[Problem details]
Below are some records. Print exactly the lines between the one holding "pub const ENV_ENDPOINT: &str" and the one holding "pub const ENV_TIMEOUT_SECS: &str", inclusive, and nothing else.

[Source data]
//! Knowledge service client configuration.
//!
//! All three of endpoint, API key and document id are required. A missing
//! value is a [`ConfigError`], which callers treat as "not configured" and
//! skip external calls entirely.

use std::fmt;

use url::Url;
use zeroize::Zeroizing;

/// Default per-request timeout.
pub const DEFAULT_TIMEOUT_SECS: u64 = 30;

/// Environment variable holding the bearer token.
pub const ENV_API_KEY: &str = "BYLAW_KNOWLEDGE_API_KEY";
/// Environment variable holding the query endpoint URL.
pub const ENV_ENDPOINT: &str = "BYLAW_KNOWLEDGE_ENDPOINT";
/// Environment variable holding the bylaw document identifier.
pub const ENV_DOCUMENT_ID: &str = "BYLAW_KNOWLEDGE_DOCUMENT_ID";
/// Environment variable overriding the request timeout.
pub const ENV_TIMEOUT_SECS: &str = "BYLAW_KNOWLEDGE_TIMEOUT_SECS";

/// Configuration for connecting to the knowledge service.
///
/// Custom `Debug` implementation redacts the `api_key` field.
#[derive(Clone)]
pub struct KnowledgeConfig {
    /// Full URL queries are POSTed to.
    pub endpoint: Url,
    /// Identifier of the bylaw document the service answers from.
    pub document_id: String,
    /// Bearer token, zeroed on drop.
    pub api_key: Zeroizing<String>,
    /// Request timeout in seconds.
    pub timeout_secs: u64,
}

impl fmt::Debug for KnowledgeConfig {
    fn fmt(&self, f: &mut fmt::Formatter<'_>) -> fmt::Result {
        f.debug_struct("KnowledgeConfig")
            .field("endpoint", &self.endpoint)
            .field("document_id", &self.document_id)
            .field("api_key", &"[REDACTED]")
            .field("timeout_secs", &self.timeout_secs)
            .finish()
    }
}

impl KnowledgeConfig {
    /// Build a configuration with the default timeout.
    pub fn new(endpoint: Url, document_id: impl Into<String>, api_key: impl Into<String>) -> Self {
        Self {
            endpoint,
            document_id: document_id.into(),
            api_key: Zeroizing::new(api_key.into()),
            timeout_secs: DEFAULT_TIMEOUT_SECS,
        }
    }

    /// Load configuration from environment variables.
    ///
    /// Variables:
    /// - `BYLAW_KNOWLEDGE_API_KEY` (required)
    /// - `BYLAW_KNOWLEDGE_ENDPOINT` (required)
    /// - `BYLAW_KNOWLEDGE_DOCUMENT_ID` (required)
    /// - `BYLAW_KNOWLEDGE_TIMEOUT_SECS` (default: 30)
    pub fn from_env() -> Result<Self, ConfigError> {
        Self::from_lookup(|var| std::env::var(var).ok())
    }

    /// Load configuration through an arbitrary variable lookup.
    pub fn from_lookup(lookup: impl Fn(&str) -> Option<String>) -> Result<Self, ConfigError> {
        let required = |var: &'static str| {
            lookup(var)
                .map(|v| v.trim().to_string())
                .filter(|v| !v.is_empty())
                .ok_or(ConfigError::Missing(var))
        };

        let api_key = required(ENV_API_KEY)?;
        let raw_endpoint = required(ENV_ENDPOINT)?;
        let document_id = required(ENV_DOCUMENT_ID)?;
        let endpoint = Url::parse(&raw_endpoint)
            .map_err(|e| ConfigError::InvalidUrl(ENV_ENDPOINT.to_string(), e.to_string()))?;

        Ok(Self {
            endpoint,
            document_id,
            api_key: Zeroizing::new(api_key),
            timeout_secs: lookup(ENV_TIMEOUT_SECS)
                .and_then(|s| s.trim().parse().ok())
                .filter(|secs| *secs > 0)
                .unwrap_or(DEFAULT_TIMEOUT_SECS),
        })
    }
}

/// Configuration errors.
#[derive(Debug, thiserror::Error)]
pub enum ConfigError {
    #[error("{0} environment variable is required")]
    Missing(&'static str),
    #[error("invalid URL for {0}: {1}")]
    InvalidUrl(String, String),
    #[error("API key contains characters not allowed in an HTTP header")]
    InvalidApiKey,
}
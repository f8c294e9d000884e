//! # Health Check
//!
//! `GET /api/health` for the web UI. Orchestrator probes live at
//! `/health/liveness` and `/health/readiness`.

use axum::routing::get;
use axum::{Json, Router};
use chrono::{DateTime, Utc};
use serde::Serialize;

use crate::state::AppState;

/// Health check response.
#[derive(Debug, Serialize)]
pub struct HealthStatus {
    pub status: &'static str,
    pub timestamp: DateTime<Utc>,
}

/// Build the health router.
pub fn router() -> Router<AppState> {
    Router::new().route("/api/health", get(health))
}

/// GET /api/health -- Report that the server is up.
async fn health() -> Json<HealthStatus> {
    Json(HealthStatus {
        status: "OK",
        timestamp: Utc::now(),
    })
}
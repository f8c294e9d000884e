//! # bylaw-knowledge -- Client for the bylaw knowledge service
//!
//! The knowledge service is an external, LLM-backed retrieval API that
//! answers natural-language questions against a single bylaw document. This
//! crate is the only path to it:
//!
//! - [`KnowledgeClient`]: typed HTTP transport (bearer auth, 30 s timeout).
//! - [`ReplyShape`]: classification of the service's inconsistent replies.
//! - [`with_retry`]: sequential retry with a fixed backoff.
//! - [`KnowledgeService`]: the seam resolvers are written against, so tests
//!   can substitute a scripted service.
//!
//! ## Wire Format
//!
//! ```text
//! POST {endpoint}
//! Authorization: Bearer {api_key}
//! {"query": "...", "document_id": "...", "response_format": "json"}
//! ```

pub mod client;
pub mod config;
pub mod error;
pub mod reply;
pub mod retry;

pub use client::KnowledgeClient;
pub use config::{ConfigError, KnowledgeConfig};
pub use error::KnowledgeError;
pub use reply::{Payload, ReplyShape};
pub use retry::{with_retry, RetryPolicy};

use std::future::Future;

use serde_json::Value;

/// Something that can answer a query against a bylaw document.
pub trait KnowledgeService: Send + Sync {
    /// Identifier of the document queries are scoped to.
    fn document_id(&self) -> &str;

    /// Send one query. Implementations make a single attempt.
    fn query(&self, prompt: &str) -> impl Future<Output = Result<Value, KnowledgeError>> + Send;
}

impl KnowledgeService for KnowledgeClient {
    fn document_id(&self) -> &str {
        KnowledgeClient::document_id(self)
    }

    async fn query(&self, prompt: &str) -> Result<Value, KnowledgeError> {
        self.send_query(prompt).await
    }
}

[Answer area]
pub const ENV_ENDPOINT: &str = "BYLAW_KNOWLEDGE_ENDPOINT";
/// Environment variable holding the bylaw document identifier.
pub const ENV_DOCUMENT_ID: &str = "BYLAW_KNOWLEDGE_DOCUMENT_ID";
/// Environment variable overriding the request timeout.
pub const ENV_TIMEOUT_SECS: &str = "BYLAW_KNOWLEDGE_TIMEOUT_SECS";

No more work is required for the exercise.